▶

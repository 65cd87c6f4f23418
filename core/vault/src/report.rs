//! Per-entry outcomes of batch operations.

use resvault_common::Error;

/// One entry that failed inside a batch.
#[derive(Debug)]
pub struct BatchFailure {
    /// Entry name or source path.
    pub name: String,
    /// What went wrong.
    pub error: Error,
}

/// Result of a multi-entry operation that continues past failures.
#[derive(Debug, Default)]
pub struct BatchReport {
    /// Names that completed, in processing order.
    pub succeeded: Vec<String>,
    /// Names that failed, in processing order.
    pub failed: Vec<BatchFailure>,
}

impl BatchReport {
    /// Create an empty report.
    pub fn new() -> Self {
        Self::default()
    }

    /// Record a success.
    pub fn record_success(&mut self, name: impl Into<String>) {
        self.succeeded.push(name.into());
    }

    /// Record a failure.
    pub fn record_failure(&mut self, name: impl Into<String>, error: Error) {
        self.failed.push(BatchFailure {
            name: name.into(),
            error,
        });
    }

    /// Number of entries processed.
    pub fn total(&self) -> usize {
        self.succeeded.len() + self.failed.len()
    }

    /// Whether every entry succeeded.
    pub fn is_complete(&self) -> bool {
        self.failed.is_empty()
    }
}
//! Container store trait definition.

use resvault_common::Result;

/// Highest number of data containers a vault may hold.
///
/// Containers are named `data.001` through `data.999`; `data.000` is the
/// index.
pub const MAX_CONTAINERS: u32 = 999;

/// How a container handle is opened.
#[derive(Debug, Clone, Copy, PartialEq, Eq)]
pub enum AccessMode {
    /// Positioned reads only (browsing, export).
    Read,
    /// Writes at end-of-file only (build, import).
    Append,
}

/// Storage backend for numbered data containers.
///
/// Handles are opened lazily by `read` and `append`. Opening a container in
/// one mode closes any handle held in the other mode first.
pub trait ContainerStore: Send {
    /// Get the backend name (e.g., "local", "memory").
    fn name(&self) -> &str;

    /// Check whether a container has a backing file.
    fn exists(&self, data_id: u32) -> bool;

    /// Physical size of a container in bytes.
    ///
    /// # Errors
    /// - `ContainerMissing` if there is no backing file
    fn size(&self, data_id: u32) -> Result<u64>;

    /// Create an empty container, replacing any existing one.
    fn create(&mut self, data_id: u32) -> Result<()>;

    /// Read `length` bytes starting at `offset`.
    ///
    /// # Preconditions
    /// - Container must exist
    ///
    /// # Errors
    /// - `ContainerMissing` if there is no backing file
    /// - `OutOfBounds` if `offset + length` exceeds the physical size
    fn read(&mut self, data_id: u32, offset: u64, length: u64) -> Result<Vec<u8>>;

    /// Append bytes at end-of-file.
    ///
    /// # Postconditions
    /// - Returns the offset at which the write began
    /// - On failure the container keeps its previous length
    ///
    /// # Errors
    /// - `ContainerMissing` if there is no backing file
    fn append(&mut self, data_id: u32, bytes: &[u8]) -> Result<u64>;

    /// Cut a container back to `len` bytes.
    fn truncate(&mut self, data_id: u32, len: u64) -> Result<()>;

    /// Delete a container. Removing a missing container is not an error.
    fn remove(&mut self, data_id: u32) -> Result<()>;

    /// Mode of the currently open handle, if any.
    fn open_mode(&self, data_id: u32) -> Option<AccessMode>;

    /// Number of open handles.
    fn open_handles(&self) -> usize;

    /// Release the handle for one container.
    fn close(&mut self, data_id: u32);

    /// Release every handle.
    fn close_all(&mut self);

    /// Ids of every container currently present, ascending.
    fn container_ids(&self) -> Result<Vec<u32>>;
}

/// Check a requested range against a container's size.
pub(crate) fn check_bounds(data_id: u32, offset: u64, length: u64, size: u64) -> Result<()> {
    match offset.checked_add(length) {
        Some(end) if end <= size => Ok(()),
        _ => Err(resvault_common::Error::OutOfBounds {
            data_id,
            offset,
            length,
            size,
        }),
    }
}

#[cfg(test)]
mod tests {
    use super::*;

    #[test]
    fn test_check_bounds() {
        assert!(check_bounds(0, 0, 10, 10).is_ok());
        assert!(check_bounds(0, 10, 0, 10).is_ok());
        assert!(check_bounds(0, 5, 6, 10).is_err());
        assert!(check_bounds(0, u64::MAX, 2, 10).is_err());
    }
}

◀

Copy every line above once more, precisely as it reads.

repository 65cd87c6f4f23418
filename core/vault/src/report.rs
//! Per-entry outcomes of batch operations.

use resvault_common::Error;

/// One entry that failed inside a batch.
#[derive(Debug)]
pub struct BatchFailure {
    /// Entry name or source path.
    pub name: String,
    /// What went wrong.
    pub error: Error,
}

/// Result of a multi-entry operation that continues past failures.
#[derive(Debug, Default)]
pub struct BatchReport {
    /// Names that completed, in processing order.
    pub succeeded: Vec<String>,
    /// Names that failed, in processing order.
    pub failed: Vec<BatchFailure>,
}

impl BatchReport {
    /// Create an empty report.
    pub fn new() -> Self {
        Self::default()
    }

    /// Record a success.
    pub fn record_success(&mut self, name: impl Into<String>) {
        self.succeeded.push(name.into());
    }

    /// Record a failure.
    pub fn record_failure(&mut self, name: impl Into<String>, error: Error) {
        self.failed.push(BatchFailure {
            name: name.into(),
            error,
        });
    }

    /// Number of entries processed.
    pub fn total(&self) -> usize {
        self.succeeded.len() + self.failed.len()
    }

    /// Whether every entry succeeded.
    pub fn is_complete(&self) -> bool {
        self.failed.is_empty()
    }
}
//! Container store trait definition.

use resvault_common::Result;

/// Highest number of data containers a vault may hold.
///
/// Containers are named `data.001` through `data.999`; `data.000` is the
/// index.
pub const MAX_CONTAINERS: u32 = 999;

/// How a container handle is opened.
#[derive(Debug, Clone, Copy, PartialEq, Eq)]
pub enum AccessMode {
    /// Positioned reads only (browsing, export).
    Read,
    /// Writes at end-of-file only (build, import).
    Append,
}

/// Storage backend for numbered data containers.
///
/// Handles are opened lazily by `read` and `append`. Opening a container in
/// one mode closes any handle held in the other mode first.
pub trait ContainerStore: Send {
    /// Get the backend name (e.g., "local", "memory").
    fn name(&self) -> &str;

    /// Check whether a container has a backing file.
    fn exists(&self, data_id: u32) -> bool;

    /// Physical size of a container in bytes.
    ///
    /// # Errors
    /// - `ContainerMissing` if there is no backing file
    fn size(&self, data_id: u32) -> Result<u64>;

    /// Create an empty container, replacing any existing one.
    fn create(&mut self, data_id: u32) -> Result<()>;

    /// Read `length` bytes starting at `offset`.
    ///
    /// # Preconditions
    /// - Container must exist
    ///
    /// # Errors
    /// - `ContainerMissing` if there is no backing file
    /// - `OutOfBounds` if `offset + length` exceeds the physical size
    fn read(&mut self, data_id: u32, offset: u64, length: u64) -> Result<Vec<u8>>;

    /// Append bytes at end-of-file.
    ///
    /// # Postconditions
    /// - Returns the offset at which the write began
    /// - On failure the container keeps its previous length
    ///
    /// # Errors
    /// - `ContainerMissing` if there is no backing file
    fn append(&mut self, data_id: u32, bytes: &[u8]) -> Result<u64>;

    /// Cut a container back to `len` bytes.
    fn truncate(&mut self, data_id: u32, len: u64) -> Result<()>;

    /// Delete a container. Removing a missing container is not an error.
    fn remove(&mut self, data_id: u32) -> Result<()>;

    /// Mode of the currently open handle, if any.
    fn open_mode(&self, data_id: u32) -> Option<AccessMode>;

    /// Number of open handles.
    fn open_handles(&self) -> usize;

    /// Release the handle for one container.
    fn close(&mut self, data_id: u32);

    /// Release every handle.
    fn close_all(&mut self);

    /// Ids of every container currently present, ascending.
    fn container_ids(&self) -> Result<Vec<u32>>;
}

/// Check a requested range against a container's size.
pub(crate) fn check_bounds(data_id: u32, offset: u64, length: u64, size: u64) -> Result<()> {
    match offset.checked_add(length) {
        Some(end) if end <= size => Ok(()),
        _ => Err(resvault_common::Error::OutOfBounds {
            data_id,
            offset,
            length,
            size,
        }),
    }
}

#[cfg(test)]
mod tests {
    use super::*;

    #[test]
    fn test_check_bounds() {
        assert!(check_bounds(0, 0, 10, 10).is_ok());
        assert!(check_bounds(0, 10, 0, 10).is_ok());
        assert!(check_bounds(0, 5, 6, 10).is_err());
        assert!(check_bounds(0, u64::MAX, 2, 10).is_err());
    }
}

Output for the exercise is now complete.